The poems of Wright’s Scar Tissue sank especially deep, and none more than the title poem. There Wright meditates on the ephemerality of human things and the enduring presence of the nonhuman. Time, he begins, is a straight line for us, but for the landscape, it is all circling, “the snake’s tail in the snake’s mouth.” Time in landscape turns endlessly like a vast wheel. Then these lines – 


“Hard to imagine that no one counts, / that only things endure.” We barricade ourselves against the dusk; we need to be shown how the dirt works, “its sift, the aftermath and the in between . . . litter’s lapse and the pebble’s gleam.”

That summer I was rerading Herodotus, contemplating an essay inquiring into his understanding of the non-human world: the terrains and rivers and animals and climates that shaped the lives and peoples of the Histories. Herodotus felt close to Wright’s sentiments about landscape. Human beings were the heroes of his stories, but they weren’t the only ones on stage. Storms and mountains and wildernesses had lives of their own. Herodotus dedicated himself to telling stories about these things, like the plane trees that inspired the cover of my book. He had a sense for how only things endured.

I was reading Wright and rereading Herodotus that summer on Vancouver Island, where I’d rented an apartment north of Sooke, a town 30 minutes up the coast from Victoria. The apartment was above a workshop off the main house, which overlooked the Strait of Juan de Fuca and southward toward the crest of the Olympic Mountains. I rose each morning to write while the fog purled outside my open window. As it cleared I’d walk down to a rocky beach where seals observed my strolling and river otters scrambled up creek beds overhung with cedars and fir trees. After lunch the sun usually emerged and I took my Herodotus into the garden beneath my apartment. An iron chair sat beneath a small peach tree; the peaches’ scent and the white and red Oxford translation of the Histories that I read during those weeks are now forever intertwined.

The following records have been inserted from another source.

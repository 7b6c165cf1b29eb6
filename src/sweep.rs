use num_traits::{Float, ToPrimitive};
use totsu_core::LinAlgEx;
use crate::{BoolLp, RelaxError, Rounded, Sense};

//

/// Evenly spaced thresholds.
///
/// Returns `k` thresholds from \\(0\\) to \\(1\\) inclusive (`[0]` if `k == 1`).
pub fn linspace_thresholds<F: Float>(k: usize) -> Vec<F>
{
    match k {
        0 => Vec::new(),
        1 => vec![F::zero()],
        _ => {
            // k > 1 always fits in a float
            let d = F::from(k - 1).unwrap();
            (0.. k).map(|i| F::from(i).unwrap() / d).collect()
        },
    }
}

/// Evaluates rounded candidates over thresholds.
///
/// Every threshold is evaluated independently from the same relaxed solution.
/// Returns [`Rounded`] records in the order of `thresholds`,
/// or `Err` with [`RelaxError::InvalidThreshold`] at the first threshold out of \\([0, 1]\\).
/// * `lp` is the boolean LP.
/// * `x_rlx` is its relaxed solution.
/// * `thresholds` to evaluate.
/// * `tol` is a feasibility tolerance; zero means the strict check.
pub fn sweep<L: LinAlgEx>(lp: &BoolLp<L>, x_rlx: &[L::F], thresholds: &[L::F], tol: L::F) -> Result<Vec<Rounded<L::F>>, RelaxError>
{
    thresholds.iter()
    .map(|&t| -> Result<Rounded<L::F>, RelaxError> {
        let rnd = lp.evaluate(x_rlx, t, tol)?;
        log::trace!("threshold {:?}: feasible {}, objective {:?}, max_violation {:?}",
            t.to_f64(), rnd.feasible, rnd.objective.to_f64(), rnd.max_violation.to_f64());
        Ok(rnd)
    })
    .collect()
}

/// Picks the feasible candidate with the best objective value.
///
/// The policy is up to a caller; nothing else in this crate chooses a threshold.
/// Returns `None` if no candidate is feasible. A tie resolves to the earlier one.
pub fn best_feasible<F: Float>(points: &[Rounded<F>], sense: Sense) -> Option<&Rounded<F>>
{
    points.iter()
    .filter(|p| p.feasible)
    .fold(None, |best: Option<&Rounded<F>>, p| {
        match best {
            Some(b) if !sense.better(p.objective, b.objective) => Some(b),
            _ => Some(p),
        }
    })
}

//

#[test]
fn test_linspace()
{
    use float_eq::assert_float_eq;

    assert!(linspace_thresholds::<f64>(0).is_empty());
    assert_eq!(linspace_thresholds::<f64>(1), vec![0.]);

    let t = linspace_thresholds::<f64>(5);
    assert_float_eq!(t.as_slice(), [0., 0.25, 0.5, 0.75, 1.].as_ref(), abs_all <= 1e-15);
}

#[test]
fn test_best_feasible()
{
    let pt = |threshold: f64, feasible, objective| Rounded {
        threshold,
        x_hat: Vec::new(),
        feasible,
        objective,
        max_violation: 0.,
    };
    let points = vec![
        pt(0.0, false, -5.),
        pt(0.3, true, -2.),
        pt(0.5, true, -3.),
        pt(0.7, true, -3.),
        pt(1.0, true, 0.),
    ];

    let b = best_feasible(&points, Sense::Minimize).unwrap();
    assert_eq!(b.threshold, 0.5);

    let b = best_feasible(&points, Sense::Maximize).unwrap();
    assert_eq!(b.threshold, 1.0);

    assert!(best_feasible(&points[0..1], Sense::Minimize).is_none());
}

Only things endure. The rocky shore of Gordon’s Beach. Alpenglow on the Olympian peaks and the v-shaped rift among them where the Elhwa River tumbled out to sea. The whipping winds along the coastline which sent parasailers thirty feet into the air. The redolent blackberry bushes where I paused along my walks, plucking one dark purple gem at a time in the company of bumblebees and eager starlings.

Herodotus’ attention to nonhumans could seem fantastical and even absurd. He delighted in strange animals and I often penciled smiley faces in the margins. But none of these things were mere objects. Rivers could be allies and one like the Nile was responsible, in Herodotus’ view, for an entire civilization – that of the Egyptians. Storms were volitional. Herodotus painted living landscapes. Only narrow-minded human beings missed the teeming world of non-human things. Reading Herodotus, one could believe that the apparent steadiness of the world indicated passivity.

In the afternoons (and once I’d read my Herodotus), I often hiked along the wilder sections of the island. Near the mouth of the Jordan River, I discovered a city of cairns constructed around a cave that opened to the sea.


Trees dripped and the crash of waves grew louder as the tide rose towards me. I couldn’t stay long, but the scene evoked a feeling, a sense of both endurance and ephemerality. These simple objects would soon be submerged. Many would topple but some would not. And even those that lost their form would persist in parts, parts that someday could well be reassembled.

At the beginning of the Histories, Herodotus describes how he will pay attention to both the major and minor figures in the world around him. He has learned, he writes, that great become small and small great in the course of time. The cosmic wheel turns endlessly. We human beings do not stand at the center. How do we learn to live with this rise and fall, with hope and despair, growth and crumble? The world holds infinite beauty, Wright declares toward the end of “Scar Tissue,” but not always for us.